The question worth asking is not “how do I get rid of it” but “why does it keep showing up here?” The answer is your climate. March through June delivers exactly the conditions B. cinerea needs: cool temperatures, persistent moisture, and slow-drying foliage. National gardening guides treat botrytis-favorable weather as an occasional event to react to. Here, it is the baseline.
Gray mold sporulating on strawberry fruit, showing the diagnostic fuzzy gray conidial mass. Photo: Ninjatacoshell, Wikimedia Commons, CC BY-SA 3.0.
What You Are Looking At
Gray mold announces itself in stages. The first sign is a water-soaked spot on a petal, a stem, or a developing fruit. The tissue looks bruised, translucent at the edges, darker at the center. Within a day or two, depending on humidity, the gray sporulation appears: a dense, velvety-to-powdery coating that produces visible clouds of spores when disturbed. This is the diagnostic signature. No other common garden disease produces that specific gray, dusty mass on the surface of dying tissue.
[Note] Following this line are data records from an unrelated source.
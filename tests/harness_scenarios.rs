mod common;

use pretty_assertions::assert_eq;

use common::{count, is_rising_clk, new_log, Op, RecordingCircuit, RecordingSurface};
use simharness::circuit::Circuit;
use simharness::config::HarnessConfig;
use simharness::display::HeadlessDisplay;
use simharness::error::{HarnessError, SequencerFault};
use simharness::harness::{Harness, HarnessState, StopReason};
use simharness::input::KeyCode;
use simharness::toy_cpu::ToyCpu;

const ROWS: usize = 2;
const COLS: usize = 4;

fn config(max_edges: Option<u64>) -> HarnessConfig {
    let mut c = HarnessConfig {
        max_edges,
        ..HarnessConfig::default()
    };
    c.layout.rows = ROWS;
    c.layout.cols = COLS;
    c.layout.cell_size = 8;
    c
}

fn screen() -> Vec<u8> {
    b"AB12    ".to_vec()
}

#[test]
fn test_ten_edges_no_input() {
    let log = new_log();
    let mut circuit = RecordingCircuit::new(&log, screen());
    let mut surface = RecordingSurface::new(&log);
    let mut h = Harness::new(config(Some(10))).unwrap();

    let summary = h.run(&mut circuit, &mut surface).unwrap();

    assert_eq!(summary.edges, 10);
    assert_eq!(summary.frames, 10);
    assert_eq!(summary.keys, 0);
    assert_eq!(summary.decode_faults, 0);
    assert_eq!(summary.reason, StopReason::EdgeLimit);
    // edge 9 at 10 + 5 + 9 * 10, then a 10ns drain
    assert_eq!(summary.finished_at, 115);
    assert_eq!(h.state(), HarnessState::Stopped);

    let ops = log.borrow();
    let frames: Vec<usize> = ops
        .iter()
        .filter_map(|op| match op {
            Op::Present { lit } => Some(*lit),
            _ => None,
        })
        .collect();
    assert_eq!(frames.len(), 10);
    assert!(frames[0] > 0);
    assert!(frames.iter().all(|&lit| lit == frames[0]));
    assert!(!ops.iter().any(|op| matches!(op, Op::Write { .. })));
    // a 10ns drain with the clock still running, then the window goes
    let clk = |level, at| Op::Drive {
        port: "clk".into(),
        level,
        at,
    };
    assert_eq!(
        ops[ops.len() - 5..].to_vec(),
        vec![
            Op::Advance { ns: 5 },
            clk(false, 110),
            Op::Advance { ns: 5 },
            clk(true, 115),
            Op::Close,
        ]
    );
    drop(ops);
    assert_eq!(count(&log, |op| *op == Op::Close), 1);
    // ten edges handed to the loop, one more inside the drain
    assert_eq!(count(&log, is_rising_clk), 11);
    assert_eq!(count(&log, |op| matches!(op, Op::Present { .. })), 10);
}

#[test]
fn test_quit_key_on_edge_five() {
    let log = new_log();
    let mut circuit = RecordingCircuit::new(&log, screen());
    let mut surface = RecordingSurface::new(&log).with_key(5, KeyCode(113));
    let mut h = Harness::new(config(None)).unwrap();

    let summary = h.run(&mut circuit, &mut surface).unwrap();

    assert_eq!(summary.reason, StopReason::QuitKey);
    assert_eq!(summary.edges, 6);
    // edges 0..=5 only, no edge 6 reaches the loop; the drain edge is not
    // decoded or presented
    assert_eq!(count(&log, |op| matches!(op, Op::Present { .. })), 6);
    assert_eq!(count(&log, |op| matches!(op, Op::Poll { .. })), 6);
    assert_eq!(count(&log, is_rising_clk), 7);
    let last_present = log
        .borrow()
        .iter()
        .rposition(|op| matches!(op, Op::Present { .. }))
        .unwrap();
    assert!(!log.borrow()[last_present..]
        .iter()
        .any(|op| matches!(op, Op::Read { .. })));
    // the quit key still goes to the circuit
    assert_eq!(summary.keys, 1);
    assert_eq!(circuit.keyboard(), [0b0111_0001, 1]);
    assert_eq!(count(&log, |op| *op == Op::Close), 1);
}

#[test]
fn test_edges_are_processed_in_order() {
    let log = new_log();
    let mut circuit = RecordingCircuit::new(&log, screen());
    let mut surface = RecordingSurface::new(&log).with_key(2, KeyCode::from('x'));
    let mut h = Harness::new(config(Some(4))).unwrap();
    h.run(&mut circuit, &mut surface).unwrap();

    // reduce the log to one letter per step; E is a rising clock edge
    let steps: String = log
        .borrow()
        .iter()
        .filter_map(|op| match op {
            op if is_rising_clk(op) => Some('E'),
            Op::Read { .. } => Some('R'),
            Op::Present { .. } => Some('P'),
            Op::Poll { .. } => Some('K'),
            Op::Write { .. } => Some('W'),
            Op::Open => Some('O'),
            Op::Close => Some('C'),
            _ => None,
        })
        .collect();
    assert_eq!(steps, "OERPKERPKERPKWERPKEC");
}

#[test]
fn test_reset_window() {
    let log = new_log();
    let mut circuit = RecordingCircuit::new(&log, screen());
    let mut surface = RecordingSurface::new(&log);
    let mut h = Harness::new(config(Some(1))).unwrap();
    h.run(&mut circuit, &mut surface).unwrap();

    let ops = log.borrow();
    let drives: Vec<&Op> = ops
        .iter()
        .filter(|op| matches!(op, Op::Drive { .. }))
        .take(4)
        .collect();
    assert_eq!(
        drives,
        vec![
            &Op::Drive { port: "reset".into(), level: true, at: 0 },
            &Op::Drive { port: "reset".into(), level: false, at: 10 },
            &Op::Drive { port: "clk".into(), level: false, at: 10 },
            &Op::Drive { port: "clk".into(), level: true, at: 15 },
        ]
    );
    // nobody looked at the display while reset was held
    let released = ops
        .iter()
        .position(|op| matches!(op, Op::Drive { port, level: false, .. } if port == "reset"))
        .unwrap();
    assert!(!ops[..released].iter().any(|op| matches!(op, Op::Read { .. })));
    assert!(ops
        .iter()
        .all(|op| !matches!(op, Op::Read { at, .. } if *at < 15)));
}

#[test]
fn test_decode_fault_does_not_stop_the_loop() {
    let log = new_log();
    let mut circuit = RecordingCircuit::new(&log, screen()).corrupt_read(3);
    let mut surface = RecordingSurface::new(&log);
    let mut h = Harness::new(config(Some(6))).unwrap();

    let summary = h.run(&mut circuit, &mut surface).unwrap();

    assert_eq!(summary.edges, 6);
    // every cell of the garbage frame is a bad glyph
    assert_eq!(summary.decode_faults, (ROWS * COLS) as u64);
    let lit: Vec<usize> = log
        .borrow()
        .iter()
        .filter_map(|op| match op {
            Op::Present { lit } => Some(*lit),
            _ => None,
        })
        .collect();
    assert_eq!(lit[3], 0);
    assert_eq!(lit[4], lit[2]);
}

#[test]
fn test_out_of_range_key_is_dropped() {
    let log = new_log();
    let mut circuit = RecordingCircuit::new(&log, screen());
    let mut surface = RecordingSurface::new(&log)
        .with_key(1, KeyCode(0x263A))
        .with_key(2, KeyCode::from('k'));
    let mut h = Harness::new(config(Some(4))).unwrap();

    let summary = h.run(&mut circuit, &mut surface).unwrap();

    assert_eq!(summary.edges, 4);
    assert_eq!(summary.encode_faults, 1);
    assert_eq!(summary.keys, 1);
    assert_eq!(circuit.keyboard(), [b'k', 1]);
}

#[test]
fn test_stuck_clock_is_a_sequencer_fault() {
    let log = new_log();
    let mut circuit = RecordingCircuit::new(&log, screen()).stuck("clk");
    let mut surface = RecordingSurface::new(&log);
    let mut h = Harness::new(config(None)).unwrap();

    let err = h.run(&mut circuit, &mut surface).unwrap_err();

    match err {
        HarnessError::Sequencer(SequencerFault::NotResponding { port, waited_ns }) => {
            assert_eq!(port, "clk");
            assert!(waited_ns >= 1_000);
        }
        other => panic!("unexpected error {other}"),
    }
    assert_eq!(h.state(), HarnessState::Stopped);
    assert_eq!(count(&log, |op| matches!(op, Op::Present { .. })), 0);
    assert_eq!(count(&log, |op| matches!(op, Op::Read { .. })), 0);
    assert_eq!(count(&log, |op| *op == Op::Close), 1);
}

#[test]
fn test_window_that_will_not_open() {
    let log = new_log();
    let mut circuit = RecordingCircuit::new(&log, screen());
    let mut surface = RecordingSurface::new(&log).failing_open();
    let mut h = Harness::new(config(None)).unwrap();

    let err = h.run(&mut circuit, &mut surface).unwrap_err();

    assert!(matches!(err, HarnessError::ResourceAcquisition { resource: "display window", .. }));
    assert_eq!(count(&log, is_rising_clk), 0);
    assert_eq!(count(&log, |op| *op == Op::Close), 0);
}

#[test]
fn test_short_display_region_degrades() {
    let log = new_log();
    // one cell short of the 2x4 grid
    let mut circuit = RecordingCircuit::new(&log, b"AB12   ".to_vec());
    let mut surface = RecordingSurface::new(&log);
    let mut h = Harness::new(config(Some(2))).unwrap();

    let summary = h.run(&mut circuit, &mut surface).unwrap();

    assert_eq!(summary.edges, 2);
    assert_eq!(summary.decode_faults, 2);
}

#[test]
fn test_toy_cpu_echoes_keys() {
    let mut cpu = ToyCpu::new(ROWS, COLS);
    let mut display = HeadlessDisplay::new()
        .with_key(0, KeyCode::from('h'))
        .with_key(1, KeyCode::from('i'))
        .with_key(3, KeyCode::from('q'));
    let mut h = Harness::new(config(None)).unwrap();

    let summary = h.run(&mut cpu, &mut display).unwrap();

    assert_eq!(summary.reason, StopReason::QuitKey);
    assert_eq!(summary.edges, 4);
    assert_eq!(summary.keys, 3);
    assert_eq!(display.frames(), 4);
    assert_eq!(display.closes(), 1);
    assert!(!display.is_open());
    // the counter row is on screen from the first edge
    assert!(display.lit_history().iter().all(|&lit| lit > 0));
    // four edges plus the one the drain clocks through
    assert_eq!(cpu.counter(), 5);
    // 'q' was written on the last edge and clocked in while draining
    assert_eq!(&cpu.read_region("display_ram").unwrap()[COLS..COLS + 3], b"hiq");
}

#[test]
fn test_present_failure_ends_the_run() {
    let log = new_log();
    let mut circuit = RecordingCircuit::new(&log, screen());
    let mut surface = RecordingSurface::new(&log).failing_present_at(3);
    let mut h = Harness::new(config(None)).unwrap();

    let err = h.run(&mut circuit, &mut surface).unwrap_err();

    assert!(matches!(err, HarnessError::Surface { .. }));
    assert!(err.to_string().contains("gone"));
    assert_eq!(h.state(), HarnessState::Stopped);
    assert_eq!(count(&log, |op| matches!(op, Op::Present { .. })), 3);
    // edge 3 was started, nothing after it: no poll, no drain
    assert_eq!(count(&log, is_rising_clk), 4);
    assert_eq!(count(&log, |op| matches!(op, Op::Poll { .. })), 3);
    assert_eq!(count(&log, |op| *op == Op::Close), 1);
    assert_eq!(log.borrow().last(), Some(&Op::Close));
}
On flowers, the infection typically starts at the petal tips or where petals overlap and trap moisture. Peony buds can be destroyed before they open, the entire bud turning brown and collapsing. Rose petals develop small tan spots (“petal blight”) that expand rapidly in wet weather, and spent blooms left on the plant become incubators for the next round of spores. Rhododendron flower clusters turn brown from the tips inward.
On fruit, the pattern depends on the crop. Strawberries develop soft, light brown spots that quickly colonize the entire berry, then sprout the telltale gray fuzz. Blueberries show a brown, water-soaked calyx end that spreads to consume the fruit. Raspberries rot from the inside out, often appearing normal on the outside until you pick them and the fruit collapses in your hand. Grapes develop bunch rot, where a single infected berry in a tight cluster spreads to its neighbors through contact.
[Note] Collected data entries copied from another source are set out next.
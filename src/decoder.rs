//! # decoder
//!
//! Turns the circuit's memory-mapped display region into a frame. The region
//! is a grid of cells, row-major; the byte for cell (row, col) lives at
//! `base + (row * cols + col) * stride` and only the bits in `mask` count.
//!
//! Every edge re-renders every cell from scratch. A cell whose byte is
//! missing or makes no sense comes out blank and is reported, it never stops
//! the rest of the frame from being drawn.

use thiserror::Error;

use crate::circuit::{Circuit, CircuitError};
use crate::config::ConfigError;
use crate::display::{FrameBuffer, CHANNELS, PIXEL_ON};

pub const DEFAULT_GRID_ROWS: usize = 50;
pub const DEFAULT_GRID_COLS: usize = 50;
pub const DEFAULT_CELL_SIZE: usize = 40;

/// largest frame buffer a layout may ask for, in bytes
pub const MAX_FRAME_BYTES: usize = 256 << 20;

/// what a cell byte means
#[derive(Debug, Clone, Copy, PartialEq, Eq)]
pub enum CellEncoding {
    /// an ASCII character, drawn with the built-in font
    Glyph,
    /// a grey level that fills the whole cell
    Intensity,
}

/// maps the display region onto a grid of cells
#[derive(Debug, Clone, PartialEq, Eq)]
pub struct Layout {
    pub rows: usize,
    pub cols: usize,
    /// pixels per cell side
    pub cell_size: usize,
    pub encoding: CellEncoding,
    pub base: usize,
    pub stride: usize,
    pub mask: u8,
}

impl Default for Layout {
    fn default() -> Self {
        Layout {
            rows: DEFAULT_GRID_ROWS,
            cols: DEFAULT_GRID_COLS,
            cell_size: DEFAULT_CELL_SIZE,
            encoding: CellEncoding::Glyph,
            base: 0,
            stride: 1,
            mask: 0xff,
        }
    }
}

impl Layout {
    pub fn validate(&self) -> Result<(), ConfigError> {
        if self.rows == 0 || self.cols == 0 {
            return Err(ConfigError::EmptyGrid {
                rows: self.rows,
                cols: self.cols,
            });
        }
        if self.cell_size == 0 {
            return Err(ConfigError::ZeroCellSize);
        }
        if self.stride == 0 {
            return Err(ConfigError::ZeroStride);
        }
        match self.frame_bytes() {
            Some(n) if n <= MAX_FRAME_BYTES => (),
            _ => {
                return Err(ConfigError::FrameTooLarge {
                    rows: self.rows,
                    cols: self.cols,
                    cell_size: self.cell_size,
                    max_bytes: MAX_FRAME_BYTES,
                })
            }
        }
        // offset of the last cell; every other cell sits below it
        let last = (self.rows * self.cols - 1)
            .checked_mul(self.stride)
            .and_then(|o| o.checked_add(self.base));
        if last.is_none() {
            return Err(ConfigError::CellOffsetOverflow {
                base: self.base,
                stride: self.stride,
            });
        }
        Ok(())
    }

    /// size of the frame buffer in bytes, None if it doesn't fit a usize
    fn frame_bytes(&self) -> Option<usize> {
        let height = self.rows.checked_mul(self.cell_size)?;
        let width = self.cols.checked_mul(self.cell_size)?;
        height.checked_mul(width)?.checked_mul(CHANNELS)
    }

    pub fn frame_height(&self) -> usize {
        self.rows * self.cell_size
    }

    pub fn frame_width(&self) -> usize {
        self.cols * self.cell_size
    }

    /// byte offset of a cell within the display region
    pub fn cell_offset(&self, row: usize, col: usize) -> usize {
        self.base + (row * self.cols + col) * self.stride
    }

    /// a blank frame of the right size for this layout
    pub fn new_frame(&self) -> FrameBuffer {
        FrameBuffer::new(self.frame_height(), self.frame_width())
    }
}

/// a single cell (or the whole region) that couldn't be decoded this edge
#[derive(Debug, Error, PartialEq, Eq)]
pub enum DecodeFault {
    #[error("display region unavailable: {source}")]
    RegionUnavailable {
        #[source]
        source: CircuitError,
    },
    #[error("cell ({row}, {col}) at offset {offset} is past the end of the display region")]
    MissingCell { row: usize, col: usize, offset: usize },
    #[error("cell ({row}, {col}) holds 0x{value:02x}, which has no glyph")]
    UnknownGlyph { row: usize, col: usize, value: u8 },
}

/// what went wrong while decoding one frame; the frame itself is always usable
#[derive(Debug, Default, PartialEq, Eq)]
pub struct DecodeReport {
    pub faults: Vec<DecodeFault>,
}

impl DecodeReport {
    pub fn is_clean(&self) -> bool {
        self.faults.is_empty()
    }
}

/// render the display region `port` into `frame`. The frame is reallocated if
/// its size doesn't match the layout, otherwise cleared.
pub fn decode(
    circuit: &impl Circuit,
    port: &str,
    frame: &mut FrameBuffer,
    layout: &Layout,
) -> DecodeReport {
    let mut report = DecodeReport::default();
    if frame.height() != layout.frame_height() || frame.width() != layout.frame_width() {
        *frame = layout.new_frame();
    } else {
        frame.clear();
    }

    let region = match circuit.read_region(port) {
        Ok(region) => region,
        Err(source) => {
            report.faults.push(DecodeFault::RegionUnavailable { source });
            return report;
        }
    };

    for row in 0..layout.rows {
        for col in 0..layout.cols {
            let offset = layout.cell_offset(row, col);
            let value = match region.get(offset) {
                Some(byte) => byte & layout.mask,
                None => {
                    report.faults.push(DecodeFault::MissingCell { row, col, offset });
                    continue;
                }
            };
            let x = col * layout.cell_size;
            let y = row * layout.cell_size;
            match layout.encoding {
                CellEncoding::Intensity => {
                    frame.fill_rect(x, y, layout.cell_size, layout.cell_size, value)
                }
                CellEncoding::Glyph => match glyph(value) {
                    Some(Glyph::Blank) => (),
                    Some(Glyph::Shape(rows)) => draw_glyph(frame, x, y, layout.cell_size, rows),
                    None => report.faults.push(DecodeFault::UnknownGlyph { row, col, value }),
                },
            }
        }
    }
    report
}

const GLYPH_WIDTH: usize = 4;
const GLYPH_HEIGHT: usize = 5;

/// how many font pixels fit across a cell, counting a one pixel margin
const GLYPH_CELL_UNITS: usize = 8;

enum Glyph {
    Blank,
    Shape(&'static [u8; GLYPH_HEIGHT]),
}

fn glyph(value: u8) -> Option<Glyph> {
    match value {
        0x00 | b' ' => Some(Glyph::Blank),
        _ => {
            let c = value.to_ascii_uppercase();
            FONT.iter()
                .find(|(ch, _)| *ch == c)
                .map(|(_, rows)| Glyph::Shape(rows))
        }
    }
}

/// draw a glyph centred in the cell at (x, y), scaled to fit
fn draw_glyph(frame: &mut FrameBuffer, x: usize, y: usize, cell: usize, rows: &[u8; GLYPH_HEIGHT]) {
    let scale = (cell / GLYPH_CELL_UNITS).max(1);
    let x0 = x + cell.saturating_sub(GLYPH_WIDTH * scale) / 2;
    let y0 = y + cell.saturating_sub(GLYPH_HEIGHT * scale) / 2;
    for (gy, &bits) in rows.iter().enumerate() {
        for gx in 0..GLYPH_WIDTH {
            let lit = 1 & (bits >> (7 - gx));
            if lit == 0 {
                continue;
            }
            // clip to the cell, tiny cells lose the edges of the glyph
            let px = x0 + gx * scale;
            let py = y0 + gy * scale;
            let w = scale.min((x + cell).saturating_sub(px));
            let h = scale.min((y + cell).saturating_sub(py));
            frame.fill_rect(px, py, w, h, PIXEL_ON);
        }
    }
}

/// 4x5 font, high nibble of each row; digits and upper case letters
#[rustfmt::skip]
static FONT: [(u8, [u8; GLYPH_HEIGHT]); 36] = [
    (b'0', [0xF0, 0x90, 0x90, 0x90, 0xF0]),
    (b'1', [0x20, 0x60, 0x20, 0x20, 0x70]),
    (b'2', [0xF0, 0x10, 0xF0, 0x80, 0xF0]),
    (b'3', [0xF0, 0x10, 0xF0, 0x10, 0xF0]),
    (b'4', [0x90, 0x90, 0xF0, 0x10, 0x10]),
    (b'5', [0xF0, 0x80, 0xF0, 0x10, 0xF0]),
    (b'6', [0xF0, 0x80, 0xF0, 0x90, 0xF0]),
    (b'7', [0xF0, 0x10, 0x20, 0x40, 0x40]),
    (b'8', [0xF0, 0x90, 0xF0, 0x90, 0xF0]),
    (b'9', [0xF0, 0x90, 0xF0, 0x10, 0xF0]),
    (b'A', [0xF0, 0x90, 0xF0, 0x90, 0x90]),
    (b'B', [0xE0, 0x90, 0xE0, 0x90, 0xE0]),
    (b'C', [0xF0, 0x80, 0x80, 0x80, 0xF0]),
    (b'D', [0xE0, 0x90, 0x90, 0x90, 0xE0]),
    (b'E', [0xF0, 0x80, 0xF0, 0x80, 0xF0]),
    (b'F', [0xF0, 0x80, 0xF0, 0x80, 0x80]),
    (b'G', [0xF0, 0x80, 0xB0, 0x90, 0xF0]),
    (b'H', [0x90, 0x90, 0xF0, 0x90, 0x90]),
    (b'I', [0x70, 0x20, 0x20, 0x20, 0x70]),
    (b'J', [0x10, 0x10, 0x10, 0x90, 0x60]),
    (b'K', [0x90, 0xA0, 0xC0, 0xA0, 0x90]),
    (b'L', [0x80, 0x80, 0x80, 0x80, 0xF0]),
    (b'M', [0x90, 0xF0, 0xF0, 0x90, 0x90]),
    (b'N', [0x90, 0xD0, 0xB0, 0x90, 0x90]),
    (b'O', [0x60, 0x90, 0x90, 0x90, 0x60]),
    (b'P', [0xE0, 0x90, 0xE0, 0x80, 0x80]),
    (b'Q', [0x60, 0x90, 0x90, 0xB0, 0x70]),
    (b'R', [0xE0, 0x90, 0xE0, 0xA0, 0x90]),
    (b'S', [0x70, 0x80, 0x60, 0x10, 0xE0]),
    (b'T', [0xE0, 0x40, 0x40, 0x40, 0x40]),
    (b'U', [0x90, 0x90, 0x90, 0x90, 0x60]),
    (b'V', [0x90, 0x90, 0x90, 0x60, 0x60]),
    (b'W', [0x90, 0x90, 0xF0, 0xF0, 0x90]),
    (b'X', [0x90, 0x90, 0x60, 0x90, 0x90]),
    (b'Y', [0xA0, 0xA0, 0x40, 0x40, 0x40]),
    (b'Z', [0xF0, 0x10, 0x60, 0x80, 0xF0]),
];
On stems and leaves, you will see tan-to-brown lesions that girdle young shoots. Succulent growth at the tips of herbaceous plants is particularly vulnerable. In severe cases, entire shoot tips wilt and die back, bleaching to gray as the fungus sporulates on the dead tissue.
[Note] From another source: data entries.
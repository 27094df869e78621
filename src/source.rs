//! Source descriptors and the extractor that builds them
//!
//! A descriptor records what a single script declares with `goog.provide`
//! and what it depends on with `goog.require`. Only those two single-line
//! statements are recognised; nothing else in the file is parsed.

use std::fs::File;
use std::io::{BufRead, BufReader};
use std::path::{Path, PathBuf};
use std::sync::Arc;
use std::time::SystemTime;

use log::debug;
use regex::Regex;
use serde::{Deserialize, Serialize};

use crate::cache::{DescriptorCache, ModificationCache};
use crate::error::{Error, Result};

/// Namespace implicitly declared by the base file.
pub const ROOT_NAMESPACE: &str = "goog";

const PROVIDE_PATTERN: &str = r#"^\s*goog\.provide\(\s*['"](.+)['"]\s*\)"#;
const REQUIRE_PATTERN: &str = r#"^\s*goog\.require\(\s*['"](.+)['"]\s*\)"#;

/// Namespaces declared and required by one script
#[derive(Debug, Clone, PartialEq, Eq, Serialize, Deserialize)]
pub struct SourceDescriptor {
    /// File path, identity of the descriptor
    pub path: PathBuf,
    /// Provided namespaces, in declaration order
    pub declares: Vec<String>,
    /// Required namespaces, in declaration order
    pub depends: Vec<String>,
    /// Whether this is the module-system bootstrap file
    pub is_base: bool,
    /// Modification time of the file when it was parsed
    pub modified: SystemTime,
}

impl SourceDescriptor {
    /// An empty, non-base descriptor for `path`.
    pub fn new(path: impl Into<PathBuf>) -> Self {
        Self {
            path: path.into(),
            declares: Vec::new(),
            depends: Vec::new(),
            is_base: false,
            modified: SystemTime::UNIX_EPOCH,
        }
    }

    /// Builder-style helper mostly useful in tests and benches.
    pub fn with_namespaces<D, R>(path: impl Into<PathBuf>, declares: D, depends: R) -> Self
    where
        D: IntoIterator,
        D::Item: Into<String>,
        R: IntoIterator,
        R::Item: Into<String>,
    {
        let mut src = Self::new(path);
        for ns in declares {
            push_unique(&mut src.declares, ns.into());
        }
        for ns in depends {
            push_unique(&mut src.depends, ns.into());
        }
        src
    }

    /// The bootstrap descriptor declaring only the root namespace.
    pub fn base(path: impl Into<PathBuf>) -> Self {
        let mut src = Self::new(path);
        src.is_base = true;
        src.declares.push(ROOT_NAMESPACE.to_string());
        src
    }

    /// Whether the file is a test file (`_test.js`).
    pub fn is_test(&self) -> bool {
        is_test_path(&self.path)
    }
}

/// Whether `path` names a test script.
pub fn is_test_path(path: &Path) -> bool {
    path.to_string_lossy().contains("_test")
}

fn push_unique(list: &mut Vec<String>, ns: String) {
    if !list.contains(&ns) {
        list.push(ns);
    }
}

/// Builds descriptors, reusing cached ones for unchanged files
///
/// Cheap to clone: the caches are shared handles and compiled regexes are
/// reference counted internally.
#[derive(Debug, Clone)]
pub struct SourceExtractor {
    provide: Regex,
    require: Regex,
    base_path: Option<PathBuf>,
    modifications: ModificationCache,
    descriptors: DescriptorCache,
}

impl SourceExtractor {
    pub fn new(
        base_path: Option<PathBuf>,
        modifications: ModificationCache,
        descriptors: DescriptorCache,
    ) -> Result<Self> {
        Ok(Self {
            provide: Regex::new(PROVIDE_PATTERN)?,
            require: Regex::new(REQUIRE_PATTERN)?,
            base_path,
            modifications,
            descriptors,
        })
    }

    /// Path of the bootstrap file, if one is configured.
    pub fn base_path(&self) -> Option<&Path> {
        self.base_path.as_deref()
    }

    /// Return the descriptor of `path` and whether it came from the cache.
    ///
    /// Unchanged files with a cached descriptor are never opened. Everything
    /// else is read line by line and the fresh descriptor replaces the cached
    /// one.
    pub fn extract(&self, tag: &str, path: &Path) -> Result<(Arc<SourceDescriptor>, bool)> {
        if !self.modifications.modified(tag, path)? {
            if let Some(cached) = self.descriptors.get(&path.to_path_buf())? {
                return Ok((cached, true));
            }
        }

        debug!("Scanning {}", path.display());
        let src = match self.parse(path) {
            Ok(src) => Arc::new(src),
            Err(err) => {
                self.forget(tag, path)?;
                return Err(err);
            }
        };
        self.descriptors
            .insert(path.to_path_buf(), Arc::clone(&src))?;
        Ok((src, false))
    }

    /// Drop what the caches know about `path`, so the next extraction
    /// parses it again.
    pub fn forget(&self, tag: &str, path: &Path) -> Result<()> {
        self.modifications.invalidate(tag, path)?;
        self.descriptors.remove(&path.to_path_buf())?;
        Ok(())
    }

    /// Parse `path` without consulting any cache.
    pub fn parse(&self, path: &Path) -> Result<SourceDescriptor> {
        let file = File::open(path).map_err(|e| Error::filesystem(path, e))?;
        let modified = file
            .metadata()
            .and_then(|info| info.modified())
            .map_err(|e| Error::filesystem(path, e))?;

        let mut src = SourceDescriptor::new(path);
        src.modified = modified;

        for line in BufReader::new(file).split(b'\n') {
            let line = line.map_err(|e| Error::filesystem(path, e))?;
            let line = String::from_utf8_lossy(&line);

            if let Some(caps) = self.provide.captures(&line) {
                push_unique(&mut src.declares, caps[1].to_string());
                continue;
            }
            if let Some(caps) = self.require.captures(&line) {
                push_unique(&mut src.depends, caps[1].to_string());
            }
        }

        if self.base_path.as_deref() == Some(path) {
            if !src.declares.is_empty() || !src.depends.is_empty() {
                return Err(Error::MalformedSource {
                    path: path.display().to_string(),
                    message: "base files should not provide or require namespaces".to_string(),
                });
            }
            src.is_base = true;
            src.declares.push(ROOT_NAMESPACE.to_string());
        }

        Ok(src)
    }
}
What it is not. Powdery mildew produces a white-to-gray coating, but it is powdery and dry, appears on living green tissue (usually leaf surfaces), and does not cause the water-soaked collapse that precedes gray mold sporulation. Downy mildew produces fuzzy growth on the underside of leaves, not on flowers or fruit. Brown rot on stone fruit creates firm, mummified fruit with concentric rings of tan sporulation, not the loose gray fuzz of botrytis.
If you are seeing it right now: remove every piece of infected tissue you can find. Cut stems back to healthy tissue. Pick off affected flowers and fruit, including the ones on the ground. Bag it and put it in the yard waste bin, not your compost. Gray mold kills tissue, not plants. Your peony will come back next year. Your rose bush is fine. Your blueberry will produce again on the flowers that were not infected. What you are dealing with is a cleanup and a prevention problem, not a plant replacement problem.
How Four Hours of Rain Becomes a Ruined Strawberry
Every dead twig, every mummified berry, every leaf left on the ground through winter is a potential launch pad. Botrytis cinerea survives the cold as sclerotia (hard black resting structures) and dormant mycelium embedded in that debris. When spring rains arrive and temperatures climb past 50°F, these structures begin producing conidia: asexual spores so light they travel on the slightest air current.
The spores land on everything, but they need moisture to germinate. As few as four to six hours of continuous free water on plant surfaces at 65 to 73°F is sufficient to establish infection. On grapes, significant infection has been documented after just four hours of wetness at 72°F. The fungus is functional across a broader window of 50 to 80°F; it simply needs longer wetness periods at the temperature extremes.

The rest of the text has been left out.